[THE TASK] Beneath this line are the data; copy exactly the part of them that opens with the line containing "filename src/presentation/ui/login_screen.rs" and closes with the line containing "event, returns action.", and only that part.

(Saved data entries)

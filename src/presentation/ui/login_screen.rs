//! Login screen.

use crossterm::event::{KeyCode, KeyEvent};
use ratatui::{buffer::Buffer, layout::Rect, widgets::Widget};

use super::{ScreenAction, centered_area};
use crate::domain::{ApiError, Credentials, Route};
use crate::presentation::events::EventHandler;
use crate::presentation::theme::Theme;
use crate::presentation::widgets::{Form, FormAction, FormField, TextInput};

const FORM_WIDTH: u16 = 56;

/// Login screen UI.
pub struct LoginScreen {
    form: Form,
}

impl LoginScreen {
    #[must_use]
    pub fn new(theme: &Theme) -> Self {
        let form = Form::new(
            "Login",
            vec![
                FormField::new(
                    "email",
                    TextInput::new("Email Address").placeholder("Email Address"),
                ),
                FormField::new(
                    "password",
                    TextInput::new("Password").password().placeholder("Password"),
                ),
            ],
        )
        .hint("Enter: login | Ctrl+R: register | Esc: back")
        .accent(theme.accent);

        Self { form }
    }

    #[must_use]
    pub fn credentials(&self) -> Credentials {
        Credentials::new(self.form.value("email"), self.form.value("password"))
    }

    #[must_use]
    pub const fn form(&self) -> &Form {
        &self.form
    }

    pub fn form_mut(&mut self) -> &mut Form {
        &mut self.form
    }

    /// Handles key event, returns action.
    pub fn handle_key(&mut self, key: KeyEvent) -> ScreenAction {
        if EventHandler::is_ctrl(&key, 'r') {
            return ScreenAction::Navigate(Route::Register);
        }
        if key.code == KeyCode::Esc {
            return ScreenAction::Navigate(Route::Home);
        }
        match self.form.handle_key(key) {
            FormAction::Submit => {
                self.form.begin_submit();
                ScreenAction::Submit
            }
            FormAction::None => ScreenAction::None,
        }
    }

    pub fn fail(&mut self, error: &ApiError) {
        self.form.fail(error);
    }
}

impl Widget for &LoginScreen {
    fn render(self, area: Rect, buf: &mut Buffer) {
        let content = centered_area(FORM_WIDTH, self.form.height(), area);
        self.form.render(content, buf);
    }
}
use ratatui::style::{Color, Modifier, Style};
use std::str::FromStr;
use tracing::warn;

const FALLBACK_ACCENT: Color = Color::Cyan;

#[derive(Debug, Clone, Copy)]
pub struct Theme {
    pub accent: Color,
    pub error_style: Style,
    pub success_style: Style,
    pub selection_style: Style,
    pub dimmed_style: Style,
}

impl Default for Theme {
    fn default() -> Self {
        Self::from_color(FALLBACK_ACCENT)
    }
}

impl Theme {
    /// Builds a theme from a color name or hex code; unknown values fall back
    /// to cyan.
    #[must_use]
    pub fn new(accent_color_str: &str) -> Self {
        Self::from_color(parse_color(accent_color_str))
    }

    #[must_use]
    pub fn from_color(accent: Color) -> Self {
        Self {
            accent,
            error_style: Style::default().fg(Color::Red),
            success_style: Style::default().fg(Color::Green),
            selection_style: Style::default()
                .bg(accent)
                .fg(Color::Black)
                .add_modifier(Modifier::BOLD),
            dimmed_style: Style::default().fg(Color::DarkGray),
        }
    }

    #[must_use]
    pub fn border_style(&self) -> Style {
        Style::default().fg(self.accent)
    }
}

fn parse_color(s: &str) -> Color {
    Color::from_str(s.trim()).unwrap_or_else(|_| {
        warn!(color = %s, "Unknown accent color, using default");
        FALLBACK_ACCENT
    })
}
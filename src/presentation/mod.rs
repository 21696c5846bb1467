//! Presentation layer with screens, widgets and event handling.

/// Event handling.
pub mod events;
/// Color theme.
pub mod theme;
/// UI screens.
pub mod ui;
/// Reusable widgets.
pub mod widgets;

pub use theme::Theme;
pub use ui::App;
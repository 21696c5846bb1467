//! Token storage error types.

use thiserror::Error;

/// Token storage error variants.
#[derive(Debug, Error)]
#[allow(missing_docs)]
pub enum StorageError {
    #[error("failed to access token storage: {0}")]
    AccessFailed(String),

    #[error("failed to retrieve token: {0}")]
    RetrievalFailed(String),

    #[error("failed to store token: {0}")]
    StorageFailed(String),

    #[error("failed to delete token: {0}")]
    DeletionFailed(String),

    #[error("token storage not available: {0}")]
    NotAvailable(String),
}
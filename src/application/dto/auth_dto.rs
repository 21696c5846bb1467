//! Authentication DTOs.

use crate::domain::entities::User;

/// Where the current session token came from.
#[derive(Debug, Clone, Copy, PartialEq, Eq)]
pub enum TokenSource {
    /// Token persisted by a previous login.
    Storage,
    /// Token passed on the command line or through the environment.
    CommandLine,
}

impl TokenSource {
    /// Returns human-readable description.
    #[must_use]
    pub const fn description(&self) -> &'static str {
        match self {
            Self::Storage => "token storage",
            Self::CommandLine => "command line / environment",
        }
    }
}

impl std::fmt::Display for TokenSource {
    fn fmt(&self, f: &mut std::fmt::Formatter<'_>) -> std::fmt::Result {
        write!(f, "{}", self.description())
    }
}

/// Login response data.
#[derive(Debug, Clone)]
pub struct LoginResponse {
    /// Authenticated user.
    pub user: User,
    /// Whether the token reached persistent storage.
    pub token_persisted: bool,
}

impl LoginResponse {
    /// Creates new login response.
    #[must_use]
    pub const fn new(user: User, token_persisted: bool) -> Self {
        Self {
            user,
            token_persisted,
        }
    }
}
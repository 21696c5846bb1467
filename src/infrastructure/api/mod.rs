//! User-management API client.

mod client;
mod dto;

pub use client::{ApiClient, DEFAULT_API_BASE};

* * *

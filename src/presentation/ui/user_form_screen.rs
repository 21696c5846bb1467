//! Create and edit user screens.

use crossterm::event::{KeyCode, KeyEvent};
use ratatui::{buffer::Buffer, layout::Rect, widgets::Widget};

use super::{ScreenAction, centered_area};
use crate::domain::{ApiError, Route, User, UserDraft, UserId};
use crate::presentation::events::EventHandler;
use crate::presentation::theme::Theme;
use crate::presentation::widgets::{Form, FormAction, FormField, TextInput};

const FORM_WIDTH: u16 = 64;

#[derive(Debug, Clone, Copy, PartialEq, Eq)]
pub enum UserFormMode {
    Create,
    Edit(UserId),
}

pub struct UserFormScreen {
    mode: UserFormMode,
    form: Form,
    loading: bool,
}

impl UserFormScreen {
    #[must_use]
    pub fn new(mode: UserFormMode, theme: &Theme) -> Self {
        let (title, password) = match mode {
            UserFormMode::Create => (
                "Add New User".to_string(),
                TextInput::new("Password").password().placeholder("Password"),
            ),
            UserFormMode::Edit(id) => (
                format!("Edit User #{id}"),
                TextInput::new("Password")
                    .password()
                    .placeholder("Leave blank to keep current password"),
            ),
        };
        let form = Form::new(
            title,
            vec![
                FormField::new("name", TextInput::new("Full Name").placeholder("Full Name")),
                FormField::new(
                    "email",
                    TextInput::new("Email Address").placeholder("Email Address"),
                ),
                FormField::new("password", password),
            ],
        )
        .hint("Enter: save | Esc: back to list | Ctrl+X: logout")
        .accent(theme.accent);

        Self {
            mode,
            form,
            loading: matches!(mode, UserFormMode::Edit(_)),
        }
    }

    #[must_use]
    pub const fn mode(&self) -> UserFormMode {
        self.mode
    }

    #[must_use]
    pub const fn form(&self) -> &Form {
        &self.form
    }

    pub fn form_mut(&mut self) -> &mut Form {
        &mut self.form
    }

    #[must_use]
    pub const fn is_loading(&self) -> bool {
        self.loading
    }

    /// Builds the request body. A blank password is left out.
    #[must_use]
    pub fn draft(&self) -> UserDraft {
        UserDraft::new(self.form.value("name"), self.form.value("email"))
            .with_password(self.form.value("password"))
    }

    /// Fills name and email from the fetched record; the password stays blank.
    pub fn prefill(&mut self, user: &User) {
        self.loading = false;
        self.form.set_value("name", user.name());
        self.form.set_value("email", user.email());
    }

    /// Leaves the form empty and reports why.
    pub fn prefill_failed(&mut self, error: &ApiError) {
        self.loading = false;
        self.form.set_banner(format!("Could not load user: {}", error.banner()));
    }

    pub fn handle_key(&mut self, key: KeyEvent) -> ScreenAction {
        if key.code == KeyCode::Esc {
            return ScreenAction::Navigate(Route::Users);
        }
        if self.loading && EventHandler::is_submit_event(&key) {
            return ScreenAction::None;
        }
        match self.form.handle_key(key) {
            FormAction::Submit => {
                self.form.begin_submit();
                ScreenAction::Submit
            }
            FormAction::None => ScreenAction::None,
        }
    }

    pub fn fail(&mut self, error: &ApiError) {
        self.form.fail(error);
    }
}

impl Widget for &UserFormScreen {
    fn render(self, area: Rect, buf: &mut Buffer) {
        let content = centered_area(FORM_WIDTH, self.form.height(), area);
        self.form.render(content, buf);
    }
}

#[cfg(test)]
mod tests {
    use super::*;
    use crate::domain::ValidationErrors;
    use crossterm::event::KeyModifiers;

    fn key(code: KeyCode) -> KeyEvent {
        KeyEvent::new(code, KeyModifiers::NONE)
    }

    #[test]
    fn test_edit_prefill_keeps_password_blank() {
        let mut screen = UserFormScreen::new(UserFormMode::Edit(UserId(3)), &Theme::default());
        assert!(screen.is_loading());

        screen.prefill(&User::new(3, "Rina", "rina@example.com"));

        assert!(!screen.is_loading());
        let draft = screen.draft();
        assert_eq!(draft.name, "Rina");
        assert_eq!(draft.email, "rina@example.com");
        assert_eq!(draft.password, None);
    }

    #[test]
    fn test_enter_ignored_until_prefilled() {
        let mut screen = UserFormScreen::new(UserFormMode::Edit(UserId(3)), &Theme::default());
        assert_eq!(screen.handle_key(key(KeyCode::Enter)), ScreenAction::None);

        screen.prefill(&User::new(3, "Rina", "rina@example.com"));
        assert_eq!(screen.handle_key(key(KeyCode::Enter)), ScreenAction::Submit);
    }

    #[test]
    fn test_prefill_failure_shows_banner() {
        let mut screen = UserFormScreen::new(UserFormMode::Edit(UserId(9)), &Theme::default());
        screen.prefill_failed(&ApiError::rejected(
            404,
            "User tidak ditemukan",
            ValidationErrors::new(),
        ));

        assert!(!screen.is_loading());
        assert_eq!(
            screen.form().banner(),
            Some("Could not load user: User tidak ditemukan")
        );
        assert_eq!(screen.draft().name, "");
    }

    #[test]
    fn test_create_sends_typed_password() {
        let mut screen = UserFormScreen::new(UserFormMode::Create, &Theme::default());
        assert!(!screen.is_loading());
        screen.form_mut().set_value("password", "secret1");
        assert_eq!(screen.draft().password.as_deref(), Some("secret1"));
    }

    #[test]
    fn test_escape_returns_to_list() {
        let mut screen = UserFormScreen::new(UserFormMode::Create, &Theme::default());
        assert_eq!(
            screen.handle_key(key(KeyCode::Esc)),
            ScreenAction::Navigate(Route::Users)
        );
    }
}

[TASK ANSWER]
filename src/presentation/ui/login_screen.rs
//! Login screen.

use crossterm::event::{KeyCode, KeyEvent};
use ratatui::{buffer::Buffer, layout::Rect, widgets::Widget};

use super::{ScreenAction, centered_area};
use crate::domain::{ApiError, Credentials, Route};
use crate::presentation::events::EventHandler;
use crate::presentation::theme::Theme;
use crate::presentation::widgets::{Form, FormAction, FormField, TextInput};

const FORM_WIDTH: u16 = 56;

/// Login screen UI.
pub struct LoginScreen {
    form: Form,
}

impl LoginScreen {
    #[must_use]
    pub fn new(theme: &Theme) -> Self {
        let form = Form::new(
            "Login",
            vec![
                FormField::new(
                    "email",
                    TextInput::new("Email Address").placeholder("Email Address"),
                ),
                FormField::new(
                    "password",
                    TextInput::new("Password").password().placeholder("Password"),
                ),
            ],
        )
        .hint("Enter: login | Ctrl+R: register | Esc: back")
        .accent(theme.accent);

        Self { form }
    }

    #[must_use]
    pub fn credentials(&self) -> Credentials {
        Credentials::new(self.form.value("email"), self.form.value("password"))
    }

    #[must_use]
    pub const fn form(&self) -> &Form {
        &self.form
    }

    pub fn form_mut(&mut self) -> &mut Form {
        &mut self.form
    }

    /// Handles key event, returns action.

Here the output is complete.